Fujiwara is advocating for greater recognition of zoonotic TB worldwide, and her organization brought attention to it during a meeting of the Strategic and Technical Advisory Group for TB at World Health Organization headquarters in Geneva in June. A road map is now being developed to tackle the issue and reduce the number of new cases.

In 2015, the WHO established the End TB strategy, which aims to reduce current numbers of TB infections among humans — in all forms — by 90% by 2035. Fujiwara believes that animals need to be part of the plan to get there, as both regular and bovine TB contribute to the total numbers cases reported each year. It’s different bacteria but the same disease.

“If you don’t deal with (this) source — the animal — you won’t get to the end of human TB,” she said.

Tuberculosis was estimated to infect more than 10 million people globally in 2015 and cause 1.8 million deaths, making it the leading cause of death from infectious disease.

Zoonotic forms of TB among humans have significantly lower numbers, representing just 1% of total infections.

But experts believe those numbers are vastly underreported.

“The problem is that the amount of information is scanty,” said Dr. Mario Raviglione, director of the Global TB Programme at the WHO.

In addition, the majority of health clinics don’t look for this form of TB. Many of those that do lack the right equipment to diagnose it. Unlike regular TB, which can now be diagnosed with rapid tests, bovine TB requires culturing samples for up to eight weeks.

“You need more sophisticated tests, and that is more costly,” Raviglione said. “Many places do not have diagnostic capacity.”

Bovine TB also requires a slightly different treatment regimen. Regular TB treatment begins with four antibiotics prescribed for two months, followed by two for another four months. But the bacteria behind bovine TB are resistant to one of these antibiotics — pyrazinamide — meaning other types may need to be prescribed for effective treatment.

Where, and how, it occurs

More than 60% of zoonotic TB cases are estimated to occur in Africa, according to Raviglione, with South Asia being the next on the list. These are regions where large numbers of people live in close proximity to animals, such as livestock, and consume raw milk — and occasionally raw meat — from them.

“Unpasteurized milk is the common way zoonotic TB gets into humans,” Raviglione said.

Symptoms are similar to those of regular TB, making it hard to diagnose, but it has greater potential to spread from the lungs into other body parts such as the lymph nodes and gastrointestinal tract.

Though this form of TB is predominantly linked to cows, any animal can become infected — including elephants, lions, giraffes and wildebeests.
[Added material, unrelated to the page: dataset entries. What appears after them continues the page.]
//! Session-stored visitor state.
//!
//! The cart and one-shot flash messages are the only things kept per visitor.
//! A session that fails to load or deserialize yields an empty cart rather
//! than an error page.

use climatech_core::Cart;
use serde::{Deserialize, Serialize};
use tower_sessions::Session;

/// Session keys.
pub mod session_keys {
    /// The visitor's cart.
    pub const CART: &str = "cart";

    /// One-shot message shown on the next rendered page.
    pub const FLASH: &str = "flash";

    /// Reference of the order awaiting payment.
    pub const PENDING_ORDER: &str = "pending_order";
}

/// Read the cart, or an empty one.
pub async fn load_cart(session: &Session) -> Cart {
    match session.get::<Cart>(session_keys::CART).await {
        Ok(cart) => cart.unwrap_or_default(),
        Err(e) => {
            tracing::warn!(error = %e, "Failed to load cart from session");
            Cart::new()
        }
    }
}

/// Persist the cart.
///
/// # Errors
///
/// Returns an error if the session store write fails.
pub async fn save_cart(
    session: &Session,
    cart: &Cart,
) -> Result<(), tower_sessions::session::Error> {
    session.insert(session_keys::CART, cart).await
}

/// Severity of a flash message.
#[derive(Debug, Clone, Copy, PartialEq, Eq, Serialize, Deserialize)]
#[serde(rename_all = "lowercase")]
pub enum FlashKind {
    Success,
    Error,
}

/// A message shown once on the next page.
#[derive(Debug, Clone, PartialEq, Eq, Serialize, Deserialize)]
pub struct FlashMessage {
    pub kind: FlashKind,
    pub text: String,
}

impl FlashMessage {
    #[must_use]
    pub fn success(text: impl Into<String>) -> Self {
        Self {
            kind: FlashKind::Success,
            text: text.into(),
        }
    }

    #[must_use]
    pub fn error(text: impl Into<String>) -> Self {
        Self {
            kind: FlashKind::Error,
            text: text.into(),
        }
    }

    /// CSS modifier for the alert box.
    #[must_use]
    pub const fn css_class(&self) -> &'static str {
        match self.kind {
            FlashKind::Success => "alert--success",
            FlashKind::Error => "alert--error",
        }
    }
}

/// Queue a flash message. Failures are logged, not surfaced.
pub async fn set_flash(session: &Session, message: FlashMessage) {
    if let Err(e) = session.insert(session_keys::FLASH, message).await {
        tracing::warn!(error = %e, "Failed to store flash message");
    }
}

/// Take the pending flash message, if any.
pub async fn take_flash(session: &Session) -> Option<FlashMessage> {
    session
        .remove::<FlashMessage>(session_keys::FLASH)
        .await
        .ok()
        .flatten()
}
But their likelihood of spreading infection is lower, because “these animals do not come in contact with humans or produce milks that humans consume,” Raviglione said.

But for Cranston and his wildebeest, such contact was inevitable and therefore an occupational hazard.
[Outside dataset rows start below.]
//! Shopping cart held in the visitor's session.
//!
//! The cart is a plain list with one entry per product id. Prices are copied
//! from the catalog when the item is added; the backend re-prices the order
//! at checkout.

use rust_decimal::Decimal;
use serde::{Deserialize, Serialize};

use crate::content::Content;
use crate::types::{ContentId, Price};

/// A product and chosen quantity.
#[derive(Debug, Clone, PartialEq, Serialize, Deserialize)]
#[serde(rename_all = "camelCase")]
pub struct CartItem {
    pub product_id: ContentId,
    pub title: String,
    /// Display price as shown in the catalog.
    pub price: String,
    pub price_numeric: Decimal,
    pub quantity: u32,
    pub image_url: Option<String>,
    pub category: Option<String>,
    pub btu_capacity: Option<String>,
}

impl CartItem {
    /// Build a cart line from a catalog product.
    ///
    /// Returns `None` for products without a usable price, which cannot be
    /// sold online.
    #[must_use]
    pub fn from_product(product: &Content, quantity: u32) -> Option<Self> {
        let price_numeric = product.price_value()?;
        Some(Self {
            product_id: product.id,
            title: product.title.clone(),
            price: product
                .price_display()
                .unwrap_or_else(|| Price::cop(price_numeric).display()),
            price_numeric,
            quantity,
            image_url: product.image_url.clone(),
            category: product.category(),
            btu_capacity: product.btu_capacity(),
        })
    }

    /// `price_numeric × quantity`.
    #[must_use]
    pub fn line_total(&self) -> Decimal {
        self.price_numeric * Decimal::from(self.quantity)
    }

    /// Formatted line total.
    #[must_use]
    pub fn line_total_display(&self) -> String {
        Price::cop(self.line_total()).display()
    }
}

/// The visitor's cart.
#[derive(Debug, Clone, Default, PartialEq, Serialize, Deserialize)]
pub struct Cart {
    items: Vec<CartItem>,
}

impl Cart {
    /// Create an empty cart.
    #[must_use]
    pub const fn new() -> Self {
        Self { items: Vec::new() }
    }

    /// Lines in insertion order.
    #[must_use]
    pub fn items(&self) -> &[CartItem] {
        &self.items
    }

    /// Look up the line for a product.
    #[must_use]
    pub fn get(&self, product_id: ContentId) -> Option<&CartItem> {
        self.items.iter().find(|i| i.product_id == product_id)
    }

    /// Add an item. If the product is already in the cart its quantity is
    /// increased by `item.quantity`; otherwise the item is appended.
    ///
    /// Adding a quantity of zero does nothing.
    pub fn add(&mut self, item: CartItem) {
        self.add_up_to(item, u32::MAX);
    }

    /// Like [`Cart::add`], but the line never ends up above `max`.
    pub fn add_up_to(&mut self, item: CartItem, max: u32) {
        if item.quantity == 0 || max == 0 {
            return;
        }
        match self
            .items
            .iter_mut()
            .find(|i| i.product_id == item.product_id)
        {
            Some(existing) => {
                existing.quantity = existing.quantity.saturating_add(item.quantity).min(max);
            }
            None => self.items.push(CartItem {
                quantity: item.quantity.min(max),
                ..item
            }),
        }
    }

    /// Remove a product. Returns whether a line was removed.
    pub fn remove(&mut self, product_id: ContentId) -> bool {
        let before = self.items.len();
        self.items.retain(|i| i.product_id != product_id);
        self.items.len() != before
    }

    /// Set a product's quantity. Zero or negative quantities remove the line.
    ///
    /// Returns whether the product was in the cart.
    pub fn update_quantity(&mut self, product_id: ContentId, quantity: i64) -> bool {
        if quantity <= 0 {
            return self.remove(product_id);
        }
        let quantity = u32::try_from(quantity).unwrap_or(u32::MAX);
        match self.items.iter_mut().find(|i| i.product_id == product_id) {
            Some(existing) => {
                existing.quantity = quantity;
                true
            }
            None => false,
        }
    }

    /// Sum of `price_numeric × quantity` over all lines.
    #[must_use]
    pub fn total(&self) -> Decimal {
        self.items.iter().map(CartItem::line_total).sum()
    }

    /// Formatted total.
    #[must_use]
    pub fn total_display(&self) -> String {
        Price::cop(self.total()).display()
    }

    /// Number of units across all lines (badge count).
    #[must_use]
    pub fn item_count(&self) -> u32 {
        self.items
            .iter()
            .fold(0u32, |acc, i| acc.saturating_add(i.quantity))
    }

    /// Whether the cart has no lines.
    #[must_use]
    pub fn is_empty(&self) -> bool {
        self.items.is_empty()
    }

    /// Remove every line.
    pub fn clear(&mut self) {
        self.items.clear();
    }
}

#[cfg(test)]
#[allow(clippy::unwrap_used)]
mod tests {
    use super::*;
    use serde_json::json;

    fn item(id: i64, price: i64, quantity: u32) -> CartItem {
        CartItem {
            product_id: ContentId::new(id),
            title: format!("Producto {id}"),
            price: Price::cop(Decimal::from(price)).display(),
            price_numeric: Decimal::from(price),
            quantity,
            image_url: None,
            category: None,
            btu_capacity: None,
        }
    }

    #[test]
    fn test_add_same_product_increments_instead_of_duplicating() {
        let mut cart = Cart::new();
        cart.add(item(1, 100, 1));
        cart.add(item(1, 100, 2));
        assert_eq!(cart.items().len(), 1);
        assert_eq!(cart.get(ContentId::new(1)).unwrap().quantity, 3);
    }

    #[test]
    fn test_add_zero_quantity_is_noop() {
        let mut cart = Cart::new();
        cart.add(item(1, 100, 0));
        assert!(cart.is_empty());
    }

    #[test]
    fn test_add_up_to_caps_merged_line() {
        let mut cart = Cart::new();
        cart.add_up_to(item(1, 100, 99), 99);
        cart.add_up_to(item(1, 100, 99), 99);
        assert_eq!(cart.get(ContentId::new(1)).unwrap().quantity, 99);

        cart.add_up_to(item(2, 100, 150), 99);
        assert_eq!(cart.get(ContentId::new(2)).unwrap().quantity, 99);
        assert_eq!(cart.items().len(), 2);
    }

    #[test]
    fn test_update_quantity_to_zero_removes() {
        let mut cart = Cart::new();
        cart.add(item(1, 100, 1));
        cart.add(item(2, 50, 1));
        assert!(cart.update_quantity(ContentId::new(1), 0));
        assert!(cart.get(ContentId::new(1)).is_none());
        assert_eq!(cart.items().len(), 1);

        assert!(cart.update_quantity(ContentId::new(2), -3));
        assert!(cart.is_empty());
    }

    #[test]
    fn test_update_quantity_sets_value() {
        let mut cart = Cart::new();
        cart.add(item(1, 100, 1));
        assert!(cart.update_quantity(ContentId::new(1), 5));
        assert_eq!(cart.get(ContentId::new(1)).unwrap().quantity, 5);
        assert!(!cart.update_quantity(ContentId::new(99), 5));
    }

    #[test]
    fn test_total_is_sum_of_price_times_quantity() {
        let mut cart = Cart::new();
        cart.add(item(1, 1_200_000, 2));
        cart.add(item(2, 85_000, 3));
        assert_eq!(cart.total(), Decimal::from(2_655_000));
        assert_eq!(cart.total_display(), "$2.655.000");
        assert_eq!(cart.item_count(), 5);
    }

    #[test]
    fn test_remove_filters_out_product() {
        let mut cart = Cart::new();
        cart.add(item(1, 100, 1));
        assert!(cart.remove(ContentId::new(1)));
        assert!(!cart.remove(ContentId::new(1)));
    }

    #[test]
    fn test_from_product_requires_price() {
        let priced: Content = serde_json::from_value(json!({
            "id": 4, "type": "product", "title": "Split 18k",
            "priceNumeric": 2_400_000,
            "data": {"category": "Split", "btuCapacity": "18000"}
        }))
        .unwrap();
        let line = CartItem::from_product(&priced, 1).unwrap();
        assert_eq!(line.price, "$2.400.000");
        assert_eq!(line.btu_capacity.as_deref(), Some("18000"));

        let unpriced: Content =
            serde_json::from_value(json!({"id": 5, "type": "product", "title": "A cotizar"}))
                .unwrap();
        assert!(CartItem::from_product(&unpriced, 1).is_none());
    }

    #[test]
    fn test_session_roundtrip_preserves_lines() {
        let mut cart = Cart::new();
        cart.add(item(7, 99_900, 2));
        let stored = serde_json::to_value(&cart).unwrap();
        let restored: Cart = serde_json::from_value(stored).unwrap();
        assert_eq!(restored, cart);
    }
}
Butchers and people who work in slaughterhouses are also considered to have jobs that put them at risk, and Fujiwara wants these key groups to be recognized — and targeted.

Ending animal transmission

The WHO is now working with the anti-tuberculosis union to put together a road map to tackle this route of infection globally.
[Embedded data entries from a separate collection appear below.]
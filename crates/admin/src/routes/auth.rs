//! Staff sign-in against the business API.
//!
//! The backend checks the password and answers with a session cookie; the
//! admin keeps that cookie in its own server-side session and never hands it
//! to the browser.

use askama::Template;
use askama_web::WebTemplate;
use axum::{
    Form,
    extract::State,
    response::{IntoResponse, Redirect, Response},
};
use serde::Deserialize;
use tower_sessions::Session;
use tracing::instrument;

use crate::api::ApiError;
use crate::error::Result;
use crate::filters;
use crate::middleware::{clear_current_admin, set_current_admin};
use crate::models::{CurrentAdmin, session_keys};
use crate::state::AppState;

/// Login form data.
#[derive(Debug, Deserialize)]
pub struct LoginForm {
    #[serde(default)]
    pub email: String,
    #[serde(default)]
    pub password: String,
}

#[derive(Template, WebTemplate)]
#[template(path = "auth/login.html")]
pub struct LoginTemplate {
    pub email: String,
    pub error: Option<String>,
}

async fn signed_in(session: &Session) -> bool {
    session
        .get::<CurrentAdmin>(session_keys::CURRENT_ADMIN)
        .await
        .ok()
        .flatten()
        .is_some()
}

/// Show the login form; staff already signed in go to the dashboard.
pub async fn login_page(session: Session) -> Response {
    if signed_in(&session).await {
        return Redirect::to("/").into_response();
    }
    LoginTemplate {
        email: String::new(),
        error: None,
    }
    .into_response()
}

/// Sign in.
#[instrument(skip(state, session, form), fields(email = %form.email))]
pub async fn login(
    State(state): State<AppState>,
    session: Session,
    Form(form): Form<LoginForm>,
) -> Result<Response> {
    let email = form.email.trim().to_lowercase();
    let retry = |error: &str| {
        LoginTemplate {
            email: email.clone(),
            error: Some(error.to_string()),
        }
        .into_response()
    };

    if email.is_empty() || form.password.is_empty() {
        return Ok(retry("Ingresa tu correo y contraseña"));
    }

    let (user, backend) = match state.api().login(&email, &form.password).await {
        Ok(signed_in) => signed_in,
        Err(ApiError::Unauthorized) => {
            tracing::info!("Login rejected");
            return Ok(retry("Correo o contraseña incorrectos"));
        }
        Err(ApiError::Status { status, .. }) if (400..500).contains(&status) => {
            return Ok(retry("Correo o contraseña incorrectos"));
        }
        Err(e) => {
            tracing::error!(error = %e, "Login failed");
            return Ok(retry("No pudimos contactar el servidor, intenta más tarde"));
        }
    };

    if !user.is_active {
        tracing::warn!(user_id = %user.id, "Inactive user tried to sign in");
        return Ok(retry("Tu cuenta está desactivada"));
    }

    tracing::info!(user_id = %user.id, role = %user.role, "Staff signed in");
    set_current_admin(&session, &CurrentAdmin { user, backend }).await?;
    Ok(Redirect::to("/").into_response())
}

/// Sign out of the backend and drop the local session.
#[instrument(skip(state, session))]
pub async fn logout(State(state): State<AppState>, session: Session) -> Result<Redirect> {
    let admin: Option<CurrentAdmin> = session
        .get(session_keys::CURRENT_ADMIN)
        .await
        .ok()
        .flatten();

    if let Some(admin) = admin {
        if let Err(e) = state.api().as_user(&admin.backend).logout().await {
            tracing::warn!(error = %e, "Backend logout failed");
        }
        tracing::info!(user_id = %admin.user.id, "Staff signed out");
    }

    clear_current_admin(&session).await?;
    Ok(Redirect::to("/auth/login"))
}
“We need to build better evidence that will allow us to intervene,” Raviglione said.

Fujiwara is calling for greater surveillance of cases as well as appropriate diagnostics. “If we can understand the information, we can develop the appropriate tools and treatment regimens,” she said. “It’s part and parcel of the whole fight against tuberculosis.”

But Fujiwara also highlighted the need for greater awareness among those at risk and, in the case of Cranston, better communication between doctors and patients.

“The basic lesson is to listen to your patient,” she said.

As for Cranston, now 35, he was given the all-clear in 2014 and continues to work in South Africa each year.

“I went out in August the following year,” he said, adding that he stood clear of the animals at first and watched from a distance. But he soon grew back his confidence.

“I’m definitely much more cautious of what I do and get involved in,” he said. “But at the same time, there is a risk that I’m prepared to take.”